(Entries shown)

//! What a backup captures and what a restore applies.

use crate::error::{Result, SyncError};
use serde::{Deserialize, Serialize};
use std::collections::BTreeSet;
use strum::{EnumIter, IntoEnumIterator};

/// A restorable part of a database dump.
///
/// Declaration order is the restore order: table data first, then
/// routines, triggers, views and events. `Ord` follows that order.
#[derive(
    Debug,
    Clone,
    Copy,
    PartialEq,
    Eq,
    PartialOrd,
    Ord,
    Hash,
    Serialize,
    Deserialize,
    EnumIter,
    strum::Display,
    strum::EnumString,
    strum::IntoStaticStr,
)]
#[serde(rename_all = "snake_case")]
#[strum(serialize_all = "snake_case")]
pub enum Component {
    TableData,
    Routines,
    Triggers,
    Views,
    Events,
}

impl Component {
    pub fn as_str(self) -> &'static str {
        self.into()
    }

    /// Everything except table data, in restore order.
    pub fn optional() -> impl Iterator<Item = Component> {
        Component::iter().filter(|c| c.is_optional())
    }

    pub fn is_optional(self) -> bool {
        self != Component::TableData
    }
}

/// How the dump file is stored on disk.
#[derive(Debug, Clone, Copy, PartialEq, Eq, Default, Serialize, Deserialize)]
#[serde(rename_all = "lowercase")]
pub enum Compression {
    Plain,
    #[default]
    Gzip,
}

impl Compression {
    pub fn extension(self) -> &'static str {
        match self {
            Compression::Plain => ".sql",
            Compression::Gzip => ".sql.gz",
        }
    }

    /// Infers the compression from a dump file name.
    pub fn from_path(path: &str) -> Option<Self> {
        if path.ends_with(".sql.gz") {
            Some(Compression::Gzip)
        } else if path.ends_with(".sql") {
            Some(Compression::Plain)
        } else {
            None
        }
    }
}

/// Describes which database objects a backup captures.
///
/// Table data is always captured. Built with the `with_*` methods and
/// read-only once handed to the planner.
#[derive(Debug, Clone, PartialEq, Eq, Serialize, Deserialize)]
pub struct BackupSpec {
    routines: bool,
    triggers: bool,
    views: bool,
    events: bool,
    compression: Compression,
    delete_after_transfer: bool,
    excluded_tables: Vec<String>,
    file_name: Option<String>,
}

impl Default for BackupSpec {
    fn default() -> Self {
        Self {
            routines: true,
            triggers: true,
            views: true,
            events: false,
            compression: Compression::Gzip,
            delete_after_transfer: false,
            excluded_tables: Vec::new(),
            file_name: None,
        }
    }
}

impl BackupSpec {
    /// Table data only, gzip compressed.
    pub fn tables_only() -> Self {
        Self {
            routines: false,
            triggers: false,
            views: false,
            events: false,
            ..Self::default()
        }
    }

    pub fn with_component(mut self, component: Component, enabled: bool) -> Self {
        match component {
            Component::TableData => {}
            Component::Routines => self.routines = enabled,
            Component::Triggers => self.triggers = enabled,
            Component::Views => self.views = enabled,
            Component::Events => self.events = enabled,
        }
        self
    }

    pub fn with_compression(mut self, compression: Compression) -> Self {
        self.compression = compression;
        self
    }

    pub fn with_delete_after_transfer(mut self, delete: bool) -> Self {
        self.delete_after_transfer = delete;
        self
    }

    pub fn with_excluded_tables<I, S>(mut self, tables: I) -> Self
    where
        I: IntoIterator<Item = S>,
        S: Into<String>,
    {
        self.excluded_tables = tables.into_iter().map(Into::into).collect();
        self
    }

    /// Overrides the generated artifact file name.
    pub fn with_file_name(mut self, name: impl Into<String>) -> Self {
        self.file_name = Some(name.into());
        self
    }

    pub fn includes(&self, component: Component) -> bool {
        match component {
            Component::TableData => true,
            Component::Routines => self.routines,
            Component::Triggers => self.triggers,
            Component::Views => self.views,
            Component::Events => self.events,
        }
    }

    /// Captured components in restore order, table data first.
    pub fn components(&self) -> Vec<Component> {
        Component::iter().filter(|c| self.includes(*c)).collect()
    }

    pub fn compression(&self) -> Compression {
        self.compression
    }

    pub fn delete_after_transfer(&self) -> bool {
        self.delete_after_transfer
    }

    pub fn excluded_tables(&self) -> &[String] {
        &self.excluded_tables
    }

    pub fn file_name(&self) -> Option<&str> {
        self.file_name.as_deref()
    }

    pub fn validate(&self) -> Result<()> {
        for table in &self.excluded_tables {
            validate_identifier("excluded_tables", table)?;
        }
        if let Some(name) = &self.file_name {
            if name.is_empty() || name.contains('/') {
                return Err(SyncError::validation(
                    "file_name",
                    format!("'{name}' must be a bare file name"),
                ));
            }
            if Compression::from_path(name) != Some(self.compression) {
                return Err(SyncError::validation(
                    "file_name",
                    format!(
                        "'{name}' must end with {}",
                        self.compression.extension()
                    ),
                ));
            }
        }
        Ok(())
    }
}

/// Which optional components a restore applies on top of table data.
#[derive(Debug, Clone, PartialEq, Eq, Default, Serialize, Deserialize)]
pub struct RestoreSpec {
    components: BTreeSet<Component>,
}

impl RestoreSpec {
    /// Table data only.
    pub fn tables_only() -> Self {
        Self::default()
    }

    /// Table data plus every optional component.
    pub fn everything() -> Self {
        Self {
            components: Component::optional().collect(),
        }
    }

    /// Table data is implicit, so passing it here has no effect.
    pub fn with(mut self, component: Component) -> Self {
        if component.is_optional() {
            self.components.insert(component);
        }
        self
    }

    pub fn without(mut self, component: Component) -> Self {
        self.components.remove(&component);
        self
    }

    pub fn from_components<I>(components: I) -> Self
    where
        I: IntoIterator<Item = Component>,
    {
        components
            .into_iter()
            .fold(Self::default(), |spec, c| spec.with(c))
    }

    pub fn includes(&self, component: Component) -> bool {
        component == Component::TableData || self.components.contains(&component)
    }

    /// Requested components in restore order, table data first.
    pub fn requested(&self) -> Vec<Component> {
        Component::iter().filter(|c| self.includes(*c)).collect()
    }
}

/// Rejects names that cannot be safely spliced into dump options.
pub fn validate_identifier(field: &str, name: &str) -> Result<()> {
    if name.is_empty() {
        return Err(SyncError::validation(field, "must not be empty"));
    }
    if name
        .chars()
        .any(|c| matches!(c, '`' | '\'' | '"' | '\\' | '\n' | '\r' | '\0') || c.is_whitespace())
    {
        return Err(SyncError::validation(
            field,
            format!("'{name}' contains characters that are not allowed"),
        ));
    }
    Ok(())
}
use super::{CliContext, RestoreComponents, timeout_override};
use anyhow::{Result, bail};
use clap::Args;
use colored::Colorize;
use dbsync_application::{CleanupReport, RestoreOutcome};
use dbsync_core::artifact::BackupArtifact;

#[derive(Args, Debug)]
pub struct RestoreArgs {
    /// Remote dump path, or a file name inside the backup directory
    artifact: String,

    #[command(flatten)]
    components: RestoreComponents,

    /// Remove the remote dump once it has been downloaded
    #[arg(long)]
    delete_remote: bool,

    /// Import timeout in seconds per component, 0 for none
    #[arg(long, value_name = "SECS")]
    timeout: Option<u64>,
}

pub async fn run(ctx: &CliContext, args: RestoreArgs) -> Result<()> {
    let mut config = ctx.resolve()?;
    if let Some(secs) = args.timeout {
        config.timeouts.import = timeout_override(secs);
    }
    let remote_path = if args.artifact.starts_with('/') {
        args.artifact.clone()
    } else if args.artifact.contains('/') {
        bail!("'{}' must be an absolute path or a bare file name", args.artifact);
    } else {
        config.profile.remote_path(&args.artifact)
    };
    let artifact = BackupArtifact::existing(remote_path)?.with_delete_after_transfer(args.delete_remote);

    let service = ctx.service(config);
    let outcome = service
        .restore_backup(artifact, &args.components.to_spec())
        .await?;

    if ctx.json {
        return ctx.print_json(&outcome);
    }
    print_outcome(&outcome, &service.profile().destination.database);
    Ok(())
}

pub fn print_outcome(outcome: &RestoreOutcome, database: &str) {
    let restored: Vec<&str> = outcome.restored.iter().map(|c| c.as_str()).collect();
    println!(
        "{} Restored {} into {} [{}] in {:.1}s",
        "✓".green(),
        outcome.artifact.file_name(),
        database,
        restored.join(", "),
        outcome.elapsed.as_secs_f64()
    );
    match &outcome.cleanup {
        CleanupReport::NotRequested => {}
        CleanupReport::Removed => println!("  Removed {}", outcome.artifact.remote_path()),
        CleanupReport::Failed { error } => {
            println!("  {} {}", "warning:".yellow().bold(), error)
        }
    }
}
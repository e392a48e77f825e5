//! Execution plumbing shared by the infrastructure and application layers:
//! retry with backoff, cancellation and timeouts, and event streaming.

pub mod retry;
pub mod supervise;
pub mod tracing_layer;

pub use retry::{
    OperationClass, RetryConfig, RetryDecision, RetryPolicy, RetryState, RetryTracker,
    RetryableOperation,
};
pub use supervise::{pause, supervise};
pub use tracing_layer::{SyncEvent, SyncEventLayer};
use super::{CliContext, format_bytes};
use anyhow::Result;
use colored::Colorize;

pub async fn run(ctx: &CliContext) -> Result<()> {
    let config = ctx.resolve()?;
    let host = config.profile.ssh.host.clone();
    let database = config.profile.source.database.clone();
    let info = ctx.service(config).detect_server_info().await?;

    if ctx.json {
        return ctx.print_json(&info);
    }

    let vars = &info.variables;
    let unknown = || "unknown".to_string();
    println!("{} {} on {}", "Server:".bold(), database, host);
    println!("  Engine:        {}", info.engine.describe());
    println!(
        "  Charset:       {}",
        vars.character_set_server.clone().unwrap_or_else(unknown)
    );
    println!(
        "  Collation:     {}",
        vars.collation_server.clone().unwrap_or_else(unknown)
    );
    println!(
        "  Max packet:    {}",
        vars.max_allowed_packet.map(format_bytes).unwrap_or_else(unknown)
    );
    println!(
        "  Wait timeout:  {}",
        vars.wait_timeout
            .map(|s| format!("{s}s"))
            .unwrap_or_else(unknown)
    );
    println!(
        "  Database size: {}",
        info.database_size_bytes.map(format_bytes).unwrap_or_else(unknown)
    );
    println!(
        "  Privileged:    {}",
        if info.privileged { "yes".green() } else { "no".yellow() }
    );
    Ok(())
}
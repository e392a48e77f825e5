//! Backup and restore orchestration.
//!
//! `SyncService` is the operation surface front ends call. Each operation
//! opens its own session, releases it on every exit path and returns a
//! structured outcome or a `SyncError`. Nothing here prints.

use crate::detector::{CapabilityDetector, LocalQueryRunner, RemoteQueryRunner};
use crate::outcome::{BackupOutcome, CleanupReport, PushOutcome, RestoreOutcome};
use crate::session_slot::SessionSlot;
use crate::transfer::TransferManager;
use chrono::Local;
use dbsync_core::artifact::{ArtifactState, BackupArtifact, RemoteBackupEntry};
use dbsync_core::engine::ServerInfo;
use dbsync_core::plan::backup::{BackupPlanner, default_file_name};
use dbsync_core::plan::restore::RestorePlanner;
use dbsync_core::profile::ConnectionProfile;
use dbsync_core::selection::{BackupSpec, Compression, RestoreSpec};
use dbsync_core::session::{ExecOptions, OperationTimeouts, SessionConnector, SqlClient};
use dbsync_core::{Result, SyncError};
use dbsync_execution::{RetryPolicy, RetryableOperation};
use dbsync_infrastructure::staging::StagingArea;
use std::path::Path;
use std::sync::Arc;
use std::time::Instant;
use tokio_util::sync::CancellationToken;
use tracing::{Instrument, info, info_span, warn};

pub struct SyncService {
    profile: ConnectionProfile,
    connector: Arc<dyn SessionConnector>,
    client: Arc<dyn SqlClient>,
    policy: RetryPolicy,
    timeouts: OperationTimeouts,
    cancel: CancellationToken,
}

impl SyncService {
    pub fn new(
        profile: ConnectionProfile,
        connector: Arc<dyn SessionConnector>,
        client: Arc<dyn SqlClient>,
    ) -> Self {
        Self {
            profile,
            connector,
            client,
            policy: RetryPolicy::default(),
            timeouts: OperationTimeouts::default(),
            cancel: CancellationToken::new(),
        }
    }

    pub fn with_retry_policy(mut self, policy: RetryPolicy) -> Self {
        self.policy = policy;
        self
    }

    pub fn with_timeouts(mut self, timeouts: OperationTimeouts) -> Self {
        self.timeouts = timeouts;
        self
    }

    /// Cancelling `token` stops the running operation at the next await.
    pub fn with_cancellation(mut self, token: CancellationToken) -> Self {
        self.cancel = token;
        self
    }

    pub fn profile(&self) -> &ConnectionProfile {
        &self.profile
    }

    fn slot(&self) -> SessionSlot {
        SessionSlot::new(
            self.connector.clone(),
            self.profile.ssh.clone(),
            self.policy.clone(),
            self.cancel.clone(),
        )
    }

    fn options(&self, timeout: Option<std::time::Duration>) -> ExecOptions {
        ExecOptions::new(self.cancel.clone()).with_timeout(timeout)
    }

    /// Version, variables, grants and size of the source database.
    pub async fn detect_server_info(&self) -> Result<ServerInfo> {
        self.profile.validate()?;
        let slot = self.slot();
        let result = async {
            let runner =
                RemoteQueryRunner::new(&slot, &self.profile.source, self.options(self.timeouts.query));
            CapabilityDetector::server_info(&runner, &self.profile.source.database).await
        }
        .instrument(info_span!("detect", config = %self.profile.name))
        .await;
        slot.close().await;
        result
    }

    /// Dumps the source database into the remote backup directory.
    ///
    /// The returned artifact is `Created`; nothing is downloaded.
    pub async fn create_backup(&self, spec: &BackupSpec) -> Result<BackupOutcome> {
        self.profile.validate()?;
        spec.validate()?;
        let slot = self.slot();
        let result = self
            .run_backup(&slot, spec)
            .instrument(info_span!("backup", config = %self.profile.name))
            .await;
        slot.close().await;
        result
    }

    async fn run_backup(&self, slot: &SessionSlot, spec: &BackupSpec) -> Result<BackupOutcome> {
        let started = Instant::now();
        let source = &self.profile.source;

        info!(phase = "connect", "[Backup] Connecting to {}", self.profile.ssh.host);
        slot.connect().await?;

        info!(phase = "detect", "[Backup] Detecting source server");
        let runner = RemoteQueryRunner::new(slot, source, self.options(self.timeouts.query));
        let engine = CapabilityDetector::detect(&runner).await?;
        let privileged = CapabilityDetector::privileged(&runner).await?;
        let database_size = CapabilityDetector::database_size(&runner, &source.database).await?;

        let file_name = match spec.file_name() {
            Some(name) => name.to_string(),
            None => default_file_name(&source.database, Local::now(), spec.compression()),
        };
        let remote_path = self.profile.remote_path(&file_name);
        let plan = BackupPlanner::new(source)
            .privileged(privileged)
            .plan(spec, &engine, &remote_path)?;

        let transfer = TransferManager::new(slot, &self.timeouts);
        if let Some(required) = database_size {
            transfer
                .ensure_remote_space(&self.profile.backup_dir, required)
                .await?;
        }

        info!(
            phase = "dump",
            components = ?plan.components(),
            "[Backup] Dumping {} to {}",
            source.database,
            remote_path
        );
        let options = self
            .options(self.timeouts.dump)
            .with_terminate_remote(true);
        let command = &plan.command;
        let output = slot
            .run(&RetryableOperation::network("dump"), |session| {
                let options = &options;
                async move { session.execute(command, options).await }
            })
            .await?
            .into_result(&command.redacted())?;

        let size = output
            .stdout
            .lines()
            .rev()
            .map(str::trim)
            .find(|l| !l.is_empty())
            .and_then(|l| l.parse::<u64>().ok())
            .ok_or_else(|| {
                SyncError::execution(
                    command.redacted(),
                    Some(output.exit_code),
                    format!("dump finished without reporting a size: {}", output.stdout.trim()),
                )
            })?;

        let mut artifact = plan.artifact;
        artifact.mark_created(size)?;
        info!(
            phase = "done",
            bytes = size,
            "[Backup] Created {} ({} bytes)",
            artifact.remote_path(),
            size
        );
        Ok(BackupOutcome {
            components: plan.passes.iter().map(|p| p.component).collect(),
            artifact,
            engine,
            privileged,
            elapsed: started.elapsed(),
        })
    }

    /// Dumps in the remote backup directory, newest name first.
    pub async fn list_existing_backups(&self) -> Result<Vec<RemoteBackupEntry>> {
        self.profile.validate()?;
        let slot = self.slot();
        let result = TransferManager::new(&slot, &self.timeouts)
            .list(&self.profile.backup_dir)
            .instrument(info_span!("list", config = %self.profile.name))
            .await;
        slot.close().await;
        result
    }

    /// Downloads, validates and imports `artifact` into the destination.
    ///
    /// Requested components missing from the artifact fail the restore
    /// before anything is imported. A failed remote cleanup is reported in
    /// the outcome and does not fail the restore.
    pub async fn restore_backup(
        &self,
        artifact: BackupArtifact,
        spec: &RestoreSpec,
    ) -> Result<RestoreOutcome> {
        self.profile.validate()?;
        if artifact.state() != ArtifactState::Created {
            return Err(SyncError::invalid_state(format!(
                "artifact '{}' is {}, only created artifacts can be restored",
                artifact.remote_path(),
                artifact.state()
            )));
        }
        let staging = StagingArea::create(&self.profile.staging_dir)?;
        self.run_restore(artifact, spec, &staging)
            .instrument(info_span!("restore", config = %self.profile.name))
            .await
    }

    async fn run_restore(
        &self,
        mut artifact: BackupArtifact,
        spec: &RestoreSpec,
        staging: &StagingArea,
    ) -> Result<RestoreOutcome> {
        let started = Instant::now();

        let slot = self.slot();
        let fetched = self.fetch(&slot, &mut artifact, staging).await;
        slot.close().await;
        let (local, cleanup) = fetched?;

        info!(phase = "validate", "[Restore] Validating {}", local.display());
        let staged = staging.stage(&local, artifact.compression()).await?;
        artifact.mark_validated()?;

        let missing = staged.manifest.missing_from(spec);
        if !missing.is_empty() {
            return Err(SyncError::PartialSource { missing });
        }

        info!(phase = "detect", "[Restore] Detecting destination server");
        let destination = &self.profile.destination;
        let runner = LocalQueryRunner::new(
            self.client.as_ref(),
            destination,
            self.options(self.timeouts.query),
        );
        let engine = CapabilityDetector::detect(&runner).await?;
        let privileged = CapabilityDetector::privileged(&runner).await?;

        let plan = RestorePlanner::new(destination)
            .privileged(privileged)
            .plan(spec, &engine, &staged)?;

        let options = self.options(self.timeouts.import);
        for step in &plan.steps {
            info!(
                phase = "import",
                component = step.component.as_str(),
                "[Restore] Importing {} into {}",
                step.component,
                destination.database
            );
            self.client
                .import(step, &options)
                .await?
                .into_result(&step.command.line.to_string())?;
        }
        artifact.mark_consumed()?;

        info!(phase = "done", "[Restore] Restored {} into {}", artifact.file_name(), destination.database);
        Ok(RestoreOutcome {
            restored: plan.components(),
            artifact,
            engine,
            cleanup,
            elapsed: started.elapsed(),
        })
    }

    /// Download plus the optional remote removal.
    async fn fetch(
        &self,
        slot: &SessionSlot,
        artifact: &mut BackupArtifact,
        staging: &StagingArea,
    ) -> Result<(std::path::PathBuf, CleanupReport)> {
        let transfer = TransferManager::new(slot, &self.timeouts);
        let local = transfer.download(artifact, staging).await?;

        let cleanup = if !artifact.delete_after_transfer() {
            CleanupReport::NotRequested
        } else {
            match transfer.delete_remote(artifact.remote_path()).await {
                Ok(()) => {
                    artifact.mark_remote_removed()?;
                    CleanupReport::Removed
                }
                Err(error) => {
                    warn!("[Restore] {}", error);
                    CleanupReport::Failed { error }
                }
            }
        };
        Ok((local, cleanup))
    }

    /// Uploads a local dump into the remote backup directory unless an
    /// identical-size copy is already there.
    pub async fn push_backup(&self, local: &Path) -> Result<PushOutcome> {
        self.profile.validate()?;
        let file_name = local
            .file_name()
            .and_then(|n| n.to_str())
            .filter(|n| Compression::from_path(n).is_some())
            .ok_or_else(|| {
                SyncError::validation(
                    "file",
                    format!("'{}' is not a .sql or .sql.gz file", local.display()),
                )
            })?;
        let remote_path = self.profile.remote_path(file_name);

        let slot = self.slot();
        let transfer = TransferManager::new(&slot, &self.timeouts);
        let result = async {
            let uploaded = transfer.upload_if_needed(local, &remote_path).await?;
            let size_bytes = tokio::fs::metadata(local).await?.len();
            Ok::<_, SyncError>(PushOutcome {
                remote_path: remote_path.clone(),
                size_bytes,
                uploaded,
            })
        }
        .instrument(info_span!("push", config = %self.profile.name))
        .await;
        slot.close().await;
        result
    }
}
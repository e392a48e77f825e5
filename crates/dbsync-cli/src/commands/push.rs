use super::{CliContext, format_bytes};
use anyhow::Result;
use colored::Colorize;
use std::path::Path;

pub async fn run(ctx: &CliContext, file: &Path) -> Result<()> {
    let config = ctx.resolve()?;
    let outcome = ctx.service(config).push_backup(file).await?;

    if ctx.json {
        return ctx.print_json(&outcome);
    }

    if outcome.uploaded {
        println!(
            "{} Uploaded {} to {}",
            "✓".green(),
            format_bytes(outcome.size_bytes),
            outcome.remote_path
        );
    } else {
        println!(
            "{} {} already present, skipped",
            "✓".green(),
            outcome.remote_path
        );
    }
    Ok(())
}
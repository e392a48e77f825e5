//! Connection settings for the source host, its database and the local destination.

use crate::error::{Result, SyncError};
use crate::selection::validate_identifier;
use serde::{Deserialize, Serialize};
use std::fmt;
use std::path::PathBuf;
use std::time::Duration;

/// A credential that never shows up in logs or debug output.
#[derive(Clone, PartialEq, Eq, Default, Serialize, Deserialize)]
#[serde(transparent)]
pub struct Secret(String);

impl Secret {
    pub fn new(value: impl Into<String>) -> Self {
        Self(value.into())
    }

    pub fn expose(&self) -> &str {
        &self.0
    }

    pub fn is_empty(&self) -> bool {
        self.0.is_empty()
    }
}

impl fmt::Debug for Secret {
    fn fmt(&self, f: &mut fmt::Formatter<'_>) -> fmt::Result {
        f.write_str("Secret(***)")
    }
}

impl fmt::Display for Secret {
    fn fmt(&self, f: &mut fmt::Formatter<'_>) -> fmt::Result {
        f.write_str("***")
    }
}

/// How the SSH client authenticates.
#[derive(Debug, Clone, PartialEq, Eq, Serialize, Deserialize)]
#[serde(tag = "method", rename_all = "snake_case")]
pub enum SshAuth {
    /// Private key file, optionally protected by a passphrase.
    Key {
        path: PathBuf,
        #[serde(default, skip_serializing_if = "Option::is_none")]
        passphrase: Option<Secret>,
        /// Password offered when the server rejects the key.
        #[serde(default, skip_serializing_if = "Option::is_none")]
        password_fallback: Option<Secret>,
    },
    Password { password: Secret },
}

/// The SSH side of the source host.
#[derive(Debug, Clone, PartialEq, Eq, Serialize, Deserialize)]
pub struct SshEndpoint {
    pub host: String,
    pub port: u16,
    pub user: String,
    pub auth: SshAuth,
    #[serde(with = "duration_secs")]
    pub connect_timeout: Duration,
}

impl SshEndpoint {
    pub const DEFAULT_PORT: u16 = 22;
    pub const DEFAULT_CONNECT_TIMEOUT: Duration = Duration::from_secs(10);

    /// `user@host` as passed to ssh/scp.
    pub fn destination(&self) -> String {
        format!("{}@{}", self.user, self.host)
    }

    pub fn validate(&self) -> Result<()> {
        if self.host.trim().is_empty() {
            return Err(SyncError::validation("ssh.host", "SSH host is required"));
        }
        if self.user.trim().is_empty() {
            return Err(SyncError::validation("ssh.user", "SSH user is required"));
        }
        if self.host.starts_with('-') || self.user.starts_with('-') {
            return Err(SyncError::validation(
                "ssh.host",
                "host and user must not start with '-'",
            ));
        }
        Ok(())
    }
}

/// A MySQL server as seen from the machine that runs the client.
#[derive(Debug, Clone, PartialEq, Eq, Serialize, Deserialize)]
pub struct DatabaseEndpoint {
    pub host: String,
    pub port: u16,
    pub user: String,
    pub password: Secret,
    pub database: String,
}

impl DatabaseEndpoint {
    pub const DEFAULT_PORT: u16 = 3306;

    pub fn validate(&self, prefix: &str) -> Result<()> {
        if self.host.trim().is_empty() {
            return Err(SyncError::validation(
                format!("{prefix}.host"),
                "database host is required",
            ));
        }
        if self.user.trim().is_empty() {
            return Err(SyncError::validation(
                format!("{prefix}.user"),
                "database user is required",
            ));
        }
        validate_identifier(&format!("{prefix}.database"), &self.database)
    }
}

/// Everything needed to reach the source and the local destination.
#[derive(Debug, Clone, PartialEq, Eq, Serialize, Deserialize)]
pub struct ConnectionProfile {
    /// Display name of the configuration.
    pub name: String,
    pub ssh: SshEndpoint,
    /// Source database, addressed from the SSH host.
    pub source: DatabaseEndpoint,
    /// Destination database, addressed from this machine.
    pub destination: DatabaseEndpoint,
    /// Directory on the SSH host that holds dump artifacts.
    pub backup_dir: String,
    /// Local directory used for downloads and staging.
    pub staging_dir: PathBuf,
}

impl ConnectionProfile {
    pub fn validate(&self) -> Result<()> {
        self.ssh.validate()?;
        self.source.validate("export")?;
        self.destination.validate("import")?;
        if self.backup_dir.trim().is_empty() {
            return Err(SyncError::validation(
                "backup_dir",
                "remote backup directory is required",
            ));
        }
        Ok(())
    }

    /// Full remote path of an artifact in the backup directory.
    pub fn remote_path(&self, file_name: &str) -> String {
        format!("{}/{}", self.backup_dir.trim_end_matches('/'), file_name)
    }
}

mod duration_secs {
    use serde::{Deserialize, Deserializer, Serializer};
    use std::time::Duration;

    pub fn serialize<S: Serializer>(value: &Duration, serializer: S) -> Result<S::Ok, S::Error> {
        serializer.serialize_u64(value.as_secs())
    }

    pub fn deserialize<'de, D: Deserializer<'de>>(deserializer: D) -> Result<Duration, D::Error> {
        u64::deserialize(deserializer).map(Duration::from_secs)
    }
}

(End Entries shown)

Exercise description: In the material above, transcribe exactly the lines beginning at the one with "vars.collation_server.clone().unwrap_or_else(unknown)" and ending at the one with "and returns a", both included.

Exercise result:
        vars.collation_server.clone().unwrap_or_else(unknown)
    );
    println!(
        "  Max packet:    {}",
        vars.max_allowed_packet.map(format_bytes).unwrap_or_else(unknown)
    );
    println!(
        "  Wait timeout:  {}",
        vars.wait_timeout
            .map(|s| format!("{s}s"))
            .unwrap_or_else(unknown)
    );
    println!(
        "  Database size: {}",
        info.database_size_bytes.map(format_bytes).unwrap_or_else(unknown)
    );
    println!(
        "  Privileged:    {}",
        if info.privileged { "yes".green() } else { "no".yellow() }
    );
    Ok(())
}
repository e392a48e77f825e5
//! Backup and restore orchestration.
//!
//! `SyncService` is the operation surface front ends call. Each operation
//! opens its own session, releases it on every exit path and returns a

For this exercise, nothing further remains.